WASHINGTON — White House and congressional leaders plan to intensify their efforts next week to reach some agreement on a sweeping budget deficit-cutting proposal by July 1, a plan that most lawmakers insist be part of any agreement to raise the nation's debt ceiling.

As many as four days of talks are expected next week among Vice President Joe Biden, Obama administration officials and six key members of Congress, as they look at potentially sweeping cuts and changes in federal spending and revenue-raising.

Lawmakers are cautiously optimistic that they'll succeed. What makes the prospects still uncertain, though, is that some of the details — Medicare, other popular domestic programs and taxes — are rife with political peril.

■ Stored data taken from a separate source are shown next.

//! Moment-of-Symmetry (MOS) scale state.
//!
//! A MOS scale is generated by repeatedly stacking a generator interval
//! within a period (the equave) until the resulting scale has exactly two
//! step sizes, large (`L`) and small (`S`). This module tracks the current
//! scale's structural parameters and derives the integer period/generator
//! components consumed by the layout calculator.
//!
//! Naming follows the conventions of the MOS libraries this module is
//! modeled on: `a`/`b` are the period and generator expressed in minimal
//! steps, `n_large`/`n_small` are how many large/small steps the scale has,
//! `v_gen` is the generator's coordinate vector in the large/small step
//! alphabet.

use std::collections::HashMap;

#[derive(Debug, Clone, Copy, PartialEq, Eq, Default)]
pub struct Vec2i {
    pub x: i32,
    pub y: i32,
}

impl Vec2i {
    pub fn new(x: i32, y: i32) -> Self {
        Self { x, y }
    }
}

impl std::ops::Sub for Vec2i {
    type Output = Vec2i;
    fn sub(self, rhs: Vec2i) -> Vec2i {
        Vec2i::new(self.x - rhs.x, self.y - rhs.y)
    }
}

impl std::ops::Mul<i32> for Vec2i {
    type Output = Vec2i;
    fn mul(self, rhs: i32) -> Vec2i {
        Vec2i::new(self.x * rhs, self.y * rhs)
    }
}

/// A single moment-of-symmetry scale instance.
#[derive(Debug, Clone, PartialEq)]
pub struct Mos {
    /// Period expressed in minimal steps (e.g. 12 for an octave in 12-EDO).
    pub a: i32,
    /// Generator expressed in minimal steps (e.g. 7 for a fifth in 12-EDO).
    pub b: i32,
    /// Brightness-mode offset; shifts which scale degree is treated as root.
    pub mode: i32,
    /// Total scale degrees per period.
    pub n: i32,
    pub n_large: i32,
    pub n_small: i32,
    /// The generator's coordinate in the (large, small) step alphabet.
    pub v_gen: Vec2i,
    pub generator_cents: f64,
    pub equave_cents: f64,
    pub repetitions: u32,
}

impl Mos {
    /// Builds a MOS directly from its already-known structural parameters.
    /// Used by tests and by configuration that names an exact EDO/MOS pair
    /// rather than deriving one from a continued-fraction search.
    #[allow(clippy::too_many_arguments)]
    pub fn from_params(
        a: i32,
        b: i32,
        mode: i32,
        equave_cents: f64,
        generator_cents: f64,
        repetitions: u32,
    ) -> Self {
        let (n_large, n_small, v_gen) = decompose(a, b);
        Mos {
            a,
            b,
            mode,
            n: n_large + n_small,
            n_large,
            n_small,
            v_gen,
            generator_cents,
            equave_cents,
            repetitions,
        }
    }

    /// Derives a MOS by walking the Stern-Brocot tree that brackets
    /// `generator_cents / equave_cents` to `depth` mediant steps. Each step
    /// descends toward the true generator ratio; the resulting left/right
    /// neighbors give the period/generator pair in minimal steps for a MOS
    /// of that depth. Mirrors the original `sx.MOS.fromG` construction.
    pub fn from_g(
        depth: u32,
        mode: i32,
        generator_cents: f64,
        equave_cents: f64,
        repetitions: u32,
    ) -> Self {
        let ratio = (generator_cents / equave_cents).rem_euclid(1.0);
        let (a, b) = stern_brocot_bracket(ratio, depth);
        Self::from_params(a, b, mode, equave_cents, generator_cents, repetitions)
    }

    /// Searches increasing depths (up to `self_depth + 20`) for an
    /// EDO-compatible MOS whose note count matches `steps`, and returns the
    /// resulting enharmonic vector. Mirrors the original tuning module's
    /// EDO-compatibility search.
    pub fn enharmonic_vector(&self, self_depth: u32, steps: i32) -> Option<Vec2i> {
        for search_depth in self_depth..=(self_depth + 20) {
            let edo_mos = Mos::from_g(
                search_depth,
                self.mode,
                self.generator_cents,
                self.equave_cents,
                1,
            );
            if edo_mos.n > steps {
                break;
            }
            let edo_gen_steps = edo_mos.v_gen.x + edo_mos.v_gen.y;
            if edo_mos.n == steps {
                let vector =
                    self.v_gen * edo_mos.n - Vec2i::new(self.a, self.b) * edo_gen_steps;
                return Some(vector);
            }
        }
        None
    }

    /// Natural-lattice coordinate to scale-degree index, for descriptors
    /// whose pads sit directly on scale degrees rather than being routed
    /// through a separate note-assignment expression.
    pub fn coord_to_index(&self, coords: &[(i32, i32)]) -> HashMap<(i32, i32), usize> {
        let mut map = HashMap::with_capacity(coords.len());
        for (idx, coord) in coords.iter().enumerate() {
            map.entry(*coord).or_insert(idx);
        }
        map
    }

    /// MIDI step offset of natural coordinate `(nx, ny)` from the root,
    /// per the isomorphic layout formula.
    pub fn degree_offset(&self, nx: i32, ny: i32) -> i32 {
        nx * self.b - ny * self.a + self.mode
    }
}

/// Decomposes a period/generator pair `(a, b)` (assumed coprime) into large
/// and small step counts via their continued-fraction convergents, and a
/// generator vector expressed in that (large, small) alphabet.
fn decompose(a: i32, b: i32) -> (i32, i32, Vec2i) {
    if a <= 0 || b <= 0 {
        return (a.max(0), 0, Vec2i::new(b, 0));
    }
    let convergents = continued_fraction_convergents(b as i64, a as i64, 32);
    let (n_large, n_small) = match convergents.len() {
        0 => (a, 0),
        1 => (convergents[0].1 as i32, a),
        _ => {
            let last = convergents[convergents.len() - 1];
            let prev = convergents[convergents.len() - 2];
            (last.1 as i32, prev.1 as i32)
        }
    };
    (n_large, n_small, Vec2i::new(n_large, n_small))
}

/// Standard continued-fraction convergents `p_k/q_k` of `num/den` (den != 0),
/// up to `max_terms` terms.
fn continued_fraction_convergents(num: i64, den: i64, max_terms: usize) -> Vec<(i64, i64)> {
    let mut terms = Vec::new();
    let (mut p_prev, mut p_cur) = (1i64, 0i64);
    let (mut q_prev, mut q_cur) = (0i64, 1i64);
    let (mut n, mut d) = (num, den);
    for _ in 0..max_terms {
        if d == 0 {
            break;
        }
        let quotient = n / d;
        let p_next = quotient * p_cur + p_prev;
        let q_next = quotient * q_cur + q_prev;
        terms.push((p_next, q_next));
        p_prev = p_cur;
        p_cur = p_next;
        q_prev = q_cur;
        q_cur = q_next;
        let remainder = n % d;
        n = d;
        d = remainder;
    }
    terms
}

/// Brackets `ratio` (in `[0, 1)`) between Stern-Brocot neighbors after
/// `depth` mediant steps, and returns `(period, generator)` as the sum and
/// numerator-sum of the final left/right fractions.
fn stern_brocot_bracket(ratio: f64, depth: u32) -> (i32, i32) {
    let (mut lp, mut lq) = (0i64, 1i64);
    let (mut rp, mut rq) = (1i64, 1i64);
    for _ in 0..depth.max(1) {
        let mp = lp + rp;
        let mq = lq + rq;
        let mediant = mp as f64 / mq as f64;
        if ratio < mediant {
            rp = mp;
            rq = mq;
        } else {
            lp = mp;
            lq = mq;
        }
    }
    let period = (lq + rq) as i32;
    let generator = (lp + rp) as i32;
    (period.max(1), generator.max(0))
}

#[cfg(test)]
mod tests {
    use super::*;

    #[test]
    fn from_params_chromatic_12edo() {
        let mos = Mos::from_params(12, 7, 0, 1200.0, 700.0, 1);
        assert_eq!(mos.a, 12);
        assert_eq!(mos.b, 7);
        assert_eq!(mos.n, mos.n_large + mos.n_small);
        assert_eq!(mos.degree_offset(3, 2), 3 * 7 - 2 * 12);
    }

    #[test]
    fn from_g_produces_consistent_note_count() {
        let mos = Mos::from_g(5, 0, 700.0, 1200.0, 1);
        assert_eq!(mos.n, mos.n_large + mos.n_small);
        assert!(mos.a > 0);
    }

    #[test]
    fn from_g_depth_increases_note_count_monotonically_eventually() {
        let shallow = Mos::from_g(2, 0, 696.6, 1200.0, 1);
        let deep = Mos::from_g(8, 0, 696.6, 1200.0, 1);
        assert!(deep.a >= shallow.a);
    }

    #[test]
    fn enharmonic_vector_none_when_never_compatible() {
        let mos = Mos::from_params(5, 3, 0, 1200.0, 700.0, 1);
        // An absurdly small target step count will never be matched.
        assert_eq!(mos.enharmonic_vector(1, 1), None);
    }

    #[test]
    fn coord_to_index_first_occurrence_wins() {
        let mos = Mos::from_params(12, 7, 0, 1200.0, 700.0, 1);
        let coords = [(0, 0), (1, 0), (0, 0)];
        let map = mos.coord_to_index(&coords);
        assert_eq!(map[&(0, 0)], 0);
        assert_eq!(map[&(1, 0)], 1);
    }
}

"The really tough stuff that's left are the big ticket items and philosophical big ticket items. Anything having to do with health care," Biden said after a two-hour meeting Thursday, the group's third session this week.

If the debt limit of $14.3 trillion isn't raised by Aug. 2, the government is expected to run out of borrowing authority. Treasury Secretary Timothy Geithner has warned that a failure to raise the limit, last increased in February 2010, could trigger financial chaos.

Few expect that deadline to pass without some agreement.

"Reasonable people will prevail. They know we can't take it to the brink," said Rep. Nick Rahall, D-W.Va., the top Democrat on the House of Representatives Transportation and Infrastructure Committee.

They know the stakes are too high. "This is the most important thing happening on Capitol Hill by far," said Rep. Jeff Flake, R-Ariz., a leading conservative on the House Appropriations Committee.

There have been strong hints that the two parties are seriously seeking compromise.

"The debt ceiling talks are a game of chicken. The leadership on neither side wants a crash, but neither wants to show the first sign of compromising," said Steven Smith, the director of the Weidenbaum Center on the Economy, Government, and Public Policy in St. Louis.